Fig. 3: Polymer fiber karyotyping on interphase mESCs.

a, Schematic of polymer fiber karyotyping by iterative path subtraction. For every plausible polymer found, all nodes visited on the polymer path are subtracted before a new graph is constructed for additional rounds of spatial genome alignment. Paths are extended until no physical plausible paths can be discovered. b, The score of each path is recorded, interpreted as the CDF of the polymer and compared to a physically unlikely threshold. Paths are extended for a given chromosome in a cell until either no more paths can be extended or a path extended has a score above threshold. c, Boxplot (center line, median; box, 25th to 50th percentile; bars, minima and maxima): of predicted copy number and total detected loci per chromosome (including spots omitted by spatial genome alignment) of mESC (n = 1,160 cells examined over four experiments). For every extra chromosome detected by polymer fiber karyotyping, we find a stepwise multiplicative increase in the total detected loci (for example, 1 chr, 100 points, 2 chr, 200 points, …).

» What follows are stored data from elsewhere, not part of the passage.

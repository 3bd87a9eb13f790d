use anyhow::{Context, Result};
use serde::{Deserialize, Serialize};

const LABOR_CARE_JSON: &str = include_str!("../../data/knowledge/labor_care.json");
const LABOR_KNOWLEDGE_JSON: &str = include_str!("../../data/knowledge/labor_knowledge.json");

#[derive(Debug, Clone, Serialize, Deserialize)]
#[serde(rename_all = "camelCase")]
pub struct Subsection {
    pub id: String,
    pub title: String,
    pub content: String,
    #[serde(default)]
    pub suggested_questions: Vec<String>,
}

#[derive(Debug, Clone, Serialize, Deserialize)]
#[serde(rename_all = "camelCase")]
pub struct Section {
    pub id: String,
    pub title: String,
    pub content: String,
    #[serde(default)]
    pub subsections: Vec<Subsection>,
    #[serde(default)]
    pub suggested_questions: Vec<String>,
}

#[derive(Debug, Clone, Serialize, Deserialize)]
#[serde(rename_all = "camelCase")]
pub struct ArticleMetadata {
    /// Estimated read time in minutes; feeds the completion rule.
    pub read_time: u32,
    pub last_updated: String,
    pub source: String,
}

#[derive(Debug, Clone, Serialize, Deserialize)]
#[serde(rename_all = "camelCase")]
pub struct Article {
    pub id: String,
    pub title: String,
    pub metadata: ArticleMetadata,
    pub sections: Vec<Section>,
}

/// The static knowledge corpus. Section and subsection ids are the stable
/// identifiers the progress aggregator counts against.
#[derive(Debug, Clone)]
pub struct KnowledgeBase {
    articles: Vec<Article>,
}

impl KnowledgeBase {
    /// The catalog compiled into the binary.
    pub fn builtin() -> Result<Self> {
        let labor_care: Article =
            serde_json::from_str(LABOR_CARE_JSON).context("failed to parse labor-care article")?;
        let labor_knowledge: Article = serde_json::from_str(LABOR_KNOWLEDGE_JSON)
            .context("failed to parse labor-knowledge article")?;

        Ok(Self::from_articles(vec![labor_care, labor_knowledge]))
    }

    pub fn from_articles(articles: Vec<Article>) -> Self {
        Self { articles }
    }

    pub fn articles(&self) -> &[Article] {
        &self.articles
    }

    pub fn article(&self, article_id: &str) -> Option<&Article> {
        self.articles.iter().find(|a| a.id == article_id)
    }

    /// Every section and subsection id across the corpus, in document order.
    pub fn section_ids(&self) -> Vec<String> {
        let mut ids = Vec::new();
        for article in &self.articles {
            for section in &article.sections {
                ids.push(section.id.clone());
                for subsection in &section.subsections {
                    ids.push(subsection.id.clone());
                }
            }
        }
        ids
    }

    pub fn total_sections(&self) -> usize {
        self.articles
            .iter()
            .flat_map(|a| &a.sections)
            .map(|s| 1 + s.subsections.len())
            .sum()
    }

    /// Title of the section or subsection with this id.
    pub fn section_title(&self, section_id: &str) -> Option<&str> {
        for article in &self.articles {
            for section in &article.sections {
                if section.id == section_id {
                    return Some(&section.title);
                }
                if let Some(subsection) =
                    section.subsections.iter().find(|s| s.id == section_id)
                {
                    return Some(&subsection.title);
                }
            }
        }
        None
    }

    /// Estimated read time of the article owning `section_id`.
    pub fn read_time_for_section(&self, section_id: &str) -> Option<u32> {
        for article in &self.articles {
            for section in &article.sections {
                if section.id == section_id
                    || section.subsections.iter().any(|s| s.id == section_id)
                {
                    return Some(article.metadata.read_time);
                }
            }
        }
        None
    }
}

#[cfg(test)]
mod tests {
    use std::collections::HashSet;

    use super::*;

    #[test]
    fn builtin_catalog_parses() {
        let catalog = KnowledgeBase::builtin().unwrap();
        assert_eq!(catalog.articles().len(), 2);
        assert!(catalog.article("labor-care").is_some());
        assert!(catalog.article("labor-knowledge").is_some());
    }

    #[test]
    fn section_ids_are_unique_and_match_total() {
        let catalog = KnowledgeBase::builtin().unwrap();
        let ids = catalog.section_ids();

        let unique: HashSet<&String> = ids.iter().collect();
        assert_eq!(unique.len(), ids.len());
        assert_eq!(ids.len(), catalog.total_sections());
        assert!(ids.len() >= 12);
    }

    #[test]
    fn subsections_resolve_to_their_article_read_time() {
        let catalog = KnowledgeBase::builtin().unwrap();
        assert_eq!(catalog.read_time_for_section("labor-signs-water"), Some(8));
        assert_eq!(catalog.read_time_for_section("breathing"), Some(10));
        assert_eq!(catalog.read_time_for_section("nope"), None);
        assert_eq!(catalog.section_title("labor-stage-2").unwrap(), "第二產程：娩出胎兒");
    }
}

Pearson correlation coefficient evaluates this trend of detected loci per increase in assigned ploidy. d, Hierarchical clustering of mESCs by copy number similarity. Copy number of chromosomes is congruent across the mouse genome in a given cell with the exception of chrX in this male cell line. A dominant faction of cells is 2N in addition to a smaller faction of 3N cell with unsynchronized replication and a smaller faction of 4N cells postreplication. e, Heatmap of pairwise comparisons of copy number assigned by different chromosomes, with agreement scored by Cohen’s kappa.